══ STUDY MATERIAL ══
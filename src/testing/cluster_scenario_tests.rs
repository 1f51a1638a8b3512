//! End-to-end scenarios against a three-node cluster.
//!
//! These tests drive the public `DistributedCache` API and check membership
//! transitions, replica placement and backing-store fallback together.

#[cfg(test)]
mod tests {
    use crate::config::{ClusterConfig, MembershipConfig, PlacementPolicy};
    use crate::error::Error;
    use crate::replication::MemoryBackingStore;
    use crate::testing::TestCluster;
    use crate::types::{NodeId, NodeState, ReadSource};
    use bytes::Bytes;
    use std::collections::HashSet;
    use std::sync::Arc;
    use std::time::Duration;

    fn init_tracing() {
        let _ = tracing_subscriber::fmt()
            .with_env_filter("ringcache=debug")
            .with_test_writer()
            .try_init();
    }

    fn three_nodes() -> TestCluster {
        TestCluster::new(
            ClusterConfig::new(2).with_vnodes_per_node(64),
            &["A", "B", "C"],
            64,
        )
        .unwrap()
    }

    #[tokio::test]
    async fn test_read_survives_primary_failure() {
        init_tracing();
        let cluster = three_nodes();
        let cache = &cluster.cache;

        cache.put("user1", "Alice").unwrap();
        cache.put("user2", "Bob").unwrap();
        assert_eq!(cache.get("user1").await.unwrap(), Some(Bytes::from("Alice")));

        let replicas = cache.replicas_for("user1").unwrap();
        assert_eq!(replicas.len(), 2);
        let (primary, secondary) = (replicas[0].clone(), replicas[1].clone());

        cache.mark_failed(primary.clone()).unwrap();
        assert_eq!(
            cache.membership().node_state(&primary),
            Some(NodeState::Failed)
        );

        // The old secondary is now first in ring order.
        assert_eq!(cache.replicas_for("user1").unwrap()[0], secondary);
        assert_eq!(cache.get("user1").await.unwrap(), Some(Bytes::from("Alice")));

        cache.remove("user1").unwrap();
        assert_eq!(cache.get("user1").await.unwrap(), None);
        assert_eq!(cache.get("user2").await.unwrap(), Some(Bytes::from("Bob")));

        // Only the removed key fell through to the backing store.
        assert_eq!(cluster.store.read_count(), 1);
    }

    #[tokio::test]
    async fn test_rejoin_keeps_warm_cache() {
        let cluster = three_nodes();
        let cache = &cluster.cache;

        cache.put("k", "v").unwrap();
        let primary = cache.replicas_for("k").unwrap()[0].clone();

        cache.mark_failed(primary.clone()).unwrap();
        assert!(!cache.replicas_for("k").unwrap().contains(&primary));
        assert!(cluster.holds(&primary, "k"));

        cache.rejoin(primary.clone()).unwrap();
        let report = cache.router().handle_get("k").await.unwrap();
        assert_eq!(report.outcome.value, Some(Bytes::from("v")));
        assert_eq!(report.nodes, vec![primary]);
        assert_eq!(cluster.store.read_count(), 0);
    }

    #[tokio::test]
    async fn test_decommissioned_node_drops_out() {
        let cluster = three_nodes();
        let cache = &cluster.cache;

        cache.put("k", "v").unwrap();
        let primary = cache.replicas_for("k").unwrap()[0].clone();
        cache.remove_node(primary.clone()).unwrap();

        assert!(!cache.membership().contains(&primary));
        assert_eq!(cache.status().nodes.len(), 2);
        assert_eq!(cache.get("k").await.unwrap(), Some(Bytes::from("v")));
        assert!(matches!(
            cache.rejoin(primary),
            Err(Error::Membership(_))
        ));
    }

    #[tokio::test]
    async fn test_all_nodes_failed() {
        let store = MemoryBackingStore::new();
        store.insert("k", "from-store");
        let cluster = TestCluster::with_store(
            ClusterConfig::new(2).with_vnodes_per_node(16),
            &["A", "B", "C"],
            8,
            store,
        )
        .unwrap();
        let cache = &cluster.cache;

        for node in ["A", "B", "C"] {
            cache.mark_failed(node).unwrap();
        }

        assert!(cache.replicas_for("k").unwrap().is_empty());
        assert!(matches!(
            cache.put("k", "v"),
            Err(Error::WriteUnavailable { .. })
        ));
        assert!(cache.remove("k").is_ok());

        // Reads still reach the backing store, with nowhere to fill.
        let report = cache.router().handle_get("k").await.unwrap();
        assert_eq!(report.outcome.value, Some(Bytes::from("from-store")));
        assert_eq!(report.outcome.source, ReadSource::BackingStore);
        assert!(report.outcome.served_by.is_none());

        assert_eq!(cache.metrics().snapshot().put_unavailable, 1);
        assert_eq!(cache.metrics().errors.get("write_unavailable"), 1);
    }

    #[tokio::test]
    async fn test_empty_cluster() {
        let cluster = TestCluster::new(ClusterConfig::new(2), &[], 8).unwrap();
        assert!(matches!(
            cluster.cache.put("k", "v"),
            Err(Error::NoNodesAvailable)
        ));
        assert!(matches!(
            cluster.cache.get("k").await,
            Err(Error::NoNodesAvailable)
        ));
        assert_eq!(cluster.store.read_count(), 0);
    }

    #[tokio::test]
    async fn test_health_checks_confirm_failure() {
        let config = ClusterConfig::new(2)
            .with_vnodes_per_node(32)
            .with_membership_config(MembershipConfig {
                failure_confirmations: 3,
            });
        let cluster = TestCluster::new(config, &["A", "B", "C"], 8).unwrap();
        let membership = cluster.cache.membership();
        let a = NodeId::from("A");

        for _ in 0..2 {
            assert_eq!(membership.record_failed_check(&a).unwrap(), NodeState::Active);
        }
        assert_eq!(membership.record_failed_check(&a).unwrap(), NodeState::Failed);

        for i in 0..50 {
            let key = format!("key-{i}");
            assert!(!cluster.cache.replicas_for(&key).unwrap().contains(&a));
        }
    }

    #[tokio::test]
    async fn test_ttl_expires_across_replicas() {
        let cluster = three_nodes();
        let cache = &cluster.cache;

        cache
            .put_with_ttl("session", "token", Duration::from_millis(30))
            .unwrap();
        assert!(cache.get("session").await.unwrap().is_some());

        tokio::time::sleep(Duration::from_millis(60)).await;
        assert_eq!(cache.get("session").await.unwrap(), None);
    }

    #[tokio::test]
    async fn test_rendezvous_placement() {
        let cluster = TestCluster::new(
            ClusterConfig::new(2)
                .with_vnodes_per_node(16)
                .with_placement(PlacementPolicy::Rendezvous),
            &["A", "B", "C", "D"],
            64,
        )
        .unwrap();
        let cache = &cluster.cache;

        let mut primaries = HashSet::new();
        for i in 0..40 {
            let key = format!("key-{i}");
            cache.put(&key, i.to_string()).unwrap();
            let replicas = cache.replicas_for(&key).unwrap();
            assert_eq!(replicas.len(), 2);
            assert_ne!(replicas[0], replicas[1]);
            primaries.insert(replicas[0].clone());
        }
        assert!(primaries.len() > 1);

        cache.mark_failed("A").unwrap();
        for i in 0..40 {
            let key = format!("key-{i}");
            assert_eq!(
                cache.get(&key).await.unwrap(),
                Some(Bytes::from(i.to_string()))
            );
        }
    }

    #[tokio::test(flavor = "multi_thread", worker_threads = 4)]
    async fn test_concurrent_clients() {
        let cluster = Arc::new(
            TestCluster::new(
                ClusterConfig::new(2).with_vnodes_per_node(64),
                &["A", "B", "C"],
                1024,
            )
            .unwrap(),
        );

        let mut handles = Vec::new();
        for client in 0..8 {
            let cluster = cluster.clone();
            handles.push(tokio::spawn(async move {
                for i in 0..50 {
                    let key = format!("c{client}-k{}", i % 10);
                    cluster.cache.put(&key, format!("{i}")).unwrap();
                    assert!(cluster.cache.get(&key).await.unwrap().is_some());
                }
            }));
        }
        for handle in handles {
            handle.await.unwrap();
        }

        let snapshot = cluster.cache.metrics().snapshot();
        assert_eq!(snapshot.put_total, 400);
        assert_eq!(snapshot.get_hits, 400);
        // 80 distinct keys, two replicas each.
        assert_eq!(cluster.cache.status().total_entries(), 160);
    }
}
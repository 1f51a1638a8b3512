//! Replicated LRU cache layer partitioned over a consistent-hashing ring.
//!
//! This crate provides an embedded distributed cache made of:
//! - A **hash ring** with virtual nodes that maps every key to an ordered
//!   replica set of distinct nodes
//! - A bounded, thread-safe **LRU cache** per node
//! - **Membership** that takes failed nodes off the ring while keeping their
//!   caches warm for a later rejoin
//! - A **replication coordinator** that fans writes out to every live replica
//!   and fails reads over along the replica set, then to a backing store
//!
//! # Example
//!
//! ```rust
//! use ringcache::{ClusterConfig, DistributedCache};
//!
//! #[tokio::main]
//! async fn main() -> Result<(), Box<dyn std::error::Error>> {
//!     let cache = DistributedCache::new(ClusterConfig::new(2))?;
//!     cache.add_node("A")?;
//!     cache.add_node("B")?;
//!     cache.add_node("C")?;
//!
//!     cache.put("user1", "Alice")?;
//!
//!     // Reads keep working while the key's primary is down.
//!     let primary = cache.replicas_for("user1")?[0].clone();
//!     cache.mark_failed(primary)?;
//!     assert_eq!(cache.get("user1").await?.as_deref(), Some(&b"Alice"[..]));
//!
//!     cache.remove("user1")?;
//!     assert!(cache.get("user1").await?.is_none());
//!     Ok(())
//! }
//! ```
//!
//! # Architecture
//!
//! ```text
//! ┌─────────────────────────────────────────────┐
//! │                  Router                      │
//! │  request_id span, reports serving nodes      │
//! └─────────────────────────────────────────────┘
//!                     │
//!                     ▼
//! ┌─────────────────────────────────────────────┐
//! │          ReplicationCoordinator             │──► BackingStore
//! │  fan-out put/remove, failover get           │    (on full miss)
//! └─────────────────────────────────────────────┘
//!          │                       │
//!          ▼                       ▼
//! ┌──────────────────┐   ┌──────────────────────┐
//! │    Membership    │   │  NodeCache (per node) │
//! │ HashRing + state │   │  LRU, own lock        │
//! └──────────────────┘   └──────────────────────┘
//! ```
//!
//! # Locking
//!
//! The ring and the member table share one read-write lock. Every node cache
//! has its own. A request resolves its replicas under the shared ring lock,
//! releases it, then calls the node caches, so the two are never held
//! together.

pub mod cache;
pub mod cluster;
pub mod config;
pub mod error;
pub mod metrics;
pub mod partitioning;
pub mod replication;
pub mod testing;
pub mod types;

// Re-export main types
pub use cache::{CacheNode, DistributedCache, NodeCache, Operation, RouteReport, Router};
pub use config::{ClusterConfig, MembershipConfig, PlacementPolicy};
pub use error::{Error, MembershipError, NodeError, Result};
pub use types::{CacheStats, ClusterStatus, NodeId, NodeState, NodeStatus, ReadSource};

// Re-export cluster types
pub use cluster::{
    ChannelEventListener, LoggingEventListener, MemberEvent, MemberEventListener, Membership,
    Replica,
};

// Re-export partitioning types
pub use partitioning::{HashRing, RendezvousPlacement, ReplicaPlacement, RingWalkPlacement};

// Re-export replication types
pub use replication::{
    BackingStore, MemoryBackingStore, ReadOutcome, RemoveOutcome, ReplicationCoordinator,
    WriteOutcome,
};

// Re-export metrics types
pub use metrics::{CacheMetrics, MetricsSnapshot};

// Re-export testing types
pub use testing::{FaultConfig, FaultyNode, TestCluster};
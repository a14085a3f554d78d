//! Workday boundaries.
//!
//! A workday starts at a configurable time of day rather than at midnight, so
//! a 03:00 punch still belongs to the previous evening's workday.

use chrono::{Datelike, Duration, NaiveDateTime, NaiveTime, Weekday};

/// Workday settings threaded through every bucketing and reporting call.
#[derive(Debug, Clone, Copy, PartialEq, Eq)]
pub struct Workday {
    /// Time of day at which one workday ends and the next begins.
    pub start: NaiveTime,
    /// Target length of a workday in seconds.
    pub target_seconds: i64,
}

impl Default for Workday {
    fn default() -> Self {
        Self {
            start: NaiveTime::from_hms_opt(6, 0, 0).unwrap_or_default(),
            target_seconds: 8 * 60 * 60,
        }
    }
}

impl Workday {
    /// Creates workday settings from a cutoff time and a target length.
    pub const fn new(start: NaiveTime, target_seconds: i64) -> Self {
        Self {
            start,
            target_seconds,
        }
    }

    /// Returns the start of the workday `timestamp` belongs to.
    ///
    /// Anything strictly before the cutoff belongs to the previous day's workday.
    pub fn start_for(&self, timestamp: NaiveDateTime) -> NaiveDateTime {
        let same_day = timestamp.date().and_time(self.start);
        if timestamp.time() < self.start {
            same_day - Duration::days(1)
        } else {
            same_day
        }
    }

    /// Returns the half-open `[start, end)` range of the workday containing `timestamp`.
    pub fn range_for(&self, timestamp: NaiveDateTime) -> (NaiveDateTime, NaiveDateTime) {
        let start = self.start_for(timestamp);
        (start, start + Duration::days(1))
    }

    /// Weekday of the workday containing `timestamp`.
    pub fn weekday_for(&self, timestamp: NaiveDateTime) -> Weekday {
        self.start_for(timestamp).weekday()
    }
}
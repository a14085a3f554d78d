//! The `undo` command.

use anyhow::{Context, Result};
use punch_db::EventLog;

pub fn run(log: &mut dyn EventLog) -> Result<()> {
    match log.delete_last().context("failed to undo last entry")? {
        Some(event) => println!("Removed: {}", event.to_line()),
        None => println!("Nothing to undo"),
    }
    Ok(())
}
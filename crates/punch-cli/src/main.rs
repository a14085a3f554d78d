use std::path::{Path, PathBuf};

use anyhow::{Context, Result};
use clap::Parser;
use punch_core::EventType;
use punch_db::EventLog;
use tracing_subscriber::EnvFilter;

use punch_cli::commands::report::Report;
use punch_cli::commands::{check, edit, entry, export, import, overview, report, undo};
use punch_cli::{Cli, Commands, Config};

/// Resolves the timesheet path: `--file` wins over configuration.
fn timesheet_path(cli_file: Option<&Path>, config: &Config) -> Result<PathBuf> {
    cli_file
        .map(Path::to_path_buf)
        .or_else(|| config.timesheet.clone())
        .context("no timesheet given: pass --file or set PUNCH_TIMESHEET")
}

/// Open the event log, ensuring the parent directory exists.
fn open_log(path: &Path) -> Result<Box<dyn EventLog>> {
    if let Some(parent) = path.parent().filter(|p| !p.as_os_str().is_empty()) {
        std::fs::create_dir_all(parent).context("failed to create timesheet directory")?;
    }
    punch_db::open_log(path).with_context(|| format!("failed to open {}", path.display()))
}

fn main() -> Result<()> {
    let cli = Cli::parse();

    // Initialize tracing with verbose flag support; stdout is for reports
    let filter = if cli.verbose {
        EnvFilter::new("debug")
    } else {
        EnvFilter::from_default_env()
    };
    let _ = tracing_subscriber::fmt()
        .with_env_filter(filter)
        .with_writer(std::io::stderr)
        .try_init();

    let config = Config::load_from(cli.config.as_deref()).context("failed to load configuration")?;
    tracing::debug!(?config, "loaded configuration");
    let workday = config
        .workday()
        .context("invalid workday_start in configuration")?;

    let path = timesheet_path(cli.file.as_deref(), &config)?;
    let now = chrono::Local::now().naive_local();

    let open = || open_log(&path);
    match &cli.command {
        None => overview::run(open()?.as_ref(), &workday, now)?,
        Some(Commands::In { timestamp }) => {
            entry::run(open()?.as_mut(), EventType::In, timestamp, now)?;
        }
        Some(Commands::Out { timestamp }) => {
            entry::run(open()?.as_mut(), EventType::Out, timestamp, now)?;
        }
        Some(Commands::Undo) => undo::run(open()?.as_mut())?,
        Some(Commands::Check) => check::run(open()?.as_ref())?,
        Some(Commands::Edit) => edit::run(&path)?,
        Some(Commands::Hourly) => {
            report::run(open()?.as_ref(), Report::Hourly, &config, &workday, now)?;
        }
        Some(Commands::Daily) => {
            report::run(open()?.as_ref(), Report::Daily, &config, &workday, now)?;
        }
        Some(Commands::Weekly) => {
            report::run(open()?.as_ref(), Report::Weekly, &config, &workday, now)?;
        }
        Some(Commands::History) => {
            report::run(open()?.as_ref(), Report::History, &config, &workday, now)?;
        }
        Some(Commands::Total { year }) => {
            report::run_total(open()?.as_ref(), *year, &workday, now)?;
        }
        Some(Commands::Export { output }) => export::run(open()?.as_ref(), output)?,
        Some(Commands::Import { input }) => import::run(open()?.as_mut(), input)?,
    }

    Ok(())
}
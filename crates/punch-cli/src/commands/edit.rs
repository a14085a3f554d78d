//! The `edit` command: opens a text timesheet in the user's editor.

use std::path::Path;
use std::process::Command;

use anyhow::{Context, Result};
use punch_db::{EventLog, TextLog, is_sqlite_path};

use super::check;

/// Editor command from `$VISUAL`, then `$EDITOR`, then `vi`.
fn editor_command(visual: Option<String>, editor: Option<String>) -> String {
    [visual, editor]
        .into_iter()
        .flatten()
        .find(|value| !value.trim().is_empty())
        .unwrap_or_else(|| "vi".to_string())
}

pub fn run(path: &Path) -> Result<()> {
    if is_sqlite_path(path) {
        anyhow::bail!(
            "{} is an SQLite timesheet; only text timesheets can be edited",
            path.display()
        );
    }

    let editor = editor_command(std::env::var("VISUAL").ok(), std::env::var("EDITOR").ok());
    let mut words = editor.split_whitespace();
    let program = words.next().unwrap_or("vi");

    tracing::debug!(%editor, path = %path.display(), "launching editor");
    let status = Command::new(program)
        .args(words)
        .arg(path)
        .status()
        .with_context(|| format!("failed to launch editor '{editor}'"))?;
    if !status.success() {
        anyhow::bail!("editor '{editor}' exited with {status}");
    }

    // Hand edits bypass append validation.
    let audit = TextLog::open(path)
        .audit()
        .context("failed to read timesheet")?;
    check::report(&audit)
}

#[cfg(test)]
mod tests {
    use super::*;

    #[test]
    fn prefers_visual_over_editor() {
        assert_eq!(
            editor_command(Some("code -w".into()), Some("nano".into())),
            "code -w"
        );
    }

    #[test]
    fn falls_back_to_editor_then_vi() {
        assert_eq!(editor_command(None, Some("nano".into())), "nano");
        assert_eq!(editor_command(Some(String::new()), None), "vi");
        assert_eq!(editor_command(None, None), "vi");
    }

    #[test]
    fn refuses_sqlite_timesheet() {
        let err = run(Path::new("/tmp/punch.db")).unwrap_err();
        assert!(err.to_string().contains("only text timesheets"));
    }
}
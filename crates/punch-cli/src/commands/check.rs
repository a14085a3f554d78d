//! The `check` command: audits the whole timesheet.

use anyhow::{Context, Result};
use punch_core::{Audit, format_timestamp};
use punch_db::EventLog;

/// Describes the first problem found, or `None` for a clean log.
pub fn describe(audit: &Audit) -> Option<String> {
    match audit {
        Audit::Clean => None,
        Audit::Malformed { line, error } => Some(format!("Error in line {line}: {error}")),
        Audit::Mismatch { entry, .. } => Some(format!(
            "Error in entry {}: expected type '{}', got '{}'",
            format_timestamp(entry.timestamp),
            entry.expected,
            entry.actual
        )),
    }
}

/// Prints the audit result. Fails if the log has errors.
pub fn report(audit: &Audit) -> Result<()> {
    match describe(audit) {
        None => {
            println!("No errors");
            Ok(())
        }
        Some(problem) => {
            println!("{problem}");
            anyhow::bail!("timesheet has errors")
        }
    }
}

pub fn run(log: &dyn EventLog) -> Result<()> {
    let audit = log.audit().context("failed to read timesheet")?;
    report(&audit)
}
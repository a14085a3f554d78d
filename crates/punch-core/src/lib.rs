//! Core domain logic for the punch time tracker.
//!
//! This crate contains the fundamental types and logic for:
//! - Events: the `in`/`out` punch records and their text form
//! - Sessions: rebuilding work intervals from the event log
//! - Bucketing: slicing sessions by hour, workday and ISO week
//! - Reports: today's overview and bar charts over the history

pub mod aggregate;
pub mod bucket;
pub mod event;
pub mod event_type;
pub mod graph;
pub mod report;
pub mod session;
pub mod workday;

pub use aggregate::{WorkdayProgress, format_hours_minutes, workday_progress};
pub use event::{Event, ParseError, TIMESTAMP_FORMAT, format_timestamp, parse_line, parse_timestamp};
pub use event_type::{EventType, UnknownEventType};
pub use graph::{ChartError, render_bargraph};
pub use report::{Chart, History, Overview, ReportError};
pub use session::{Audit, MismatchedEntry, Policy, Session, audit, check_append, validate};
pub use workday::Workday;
═══
* [TASK ITEM] Pull out all lines from the entries above in which the word "crates" appears.

* [ANSWER TO THIS EXERCISE]
filename crates/punch-cli/src/main.rs
filename crates/punch-cli/src/commands/edit.rs
filename crates/punch-cli/src/commands/check.rs
filename crates/punch-core/src/lib.rs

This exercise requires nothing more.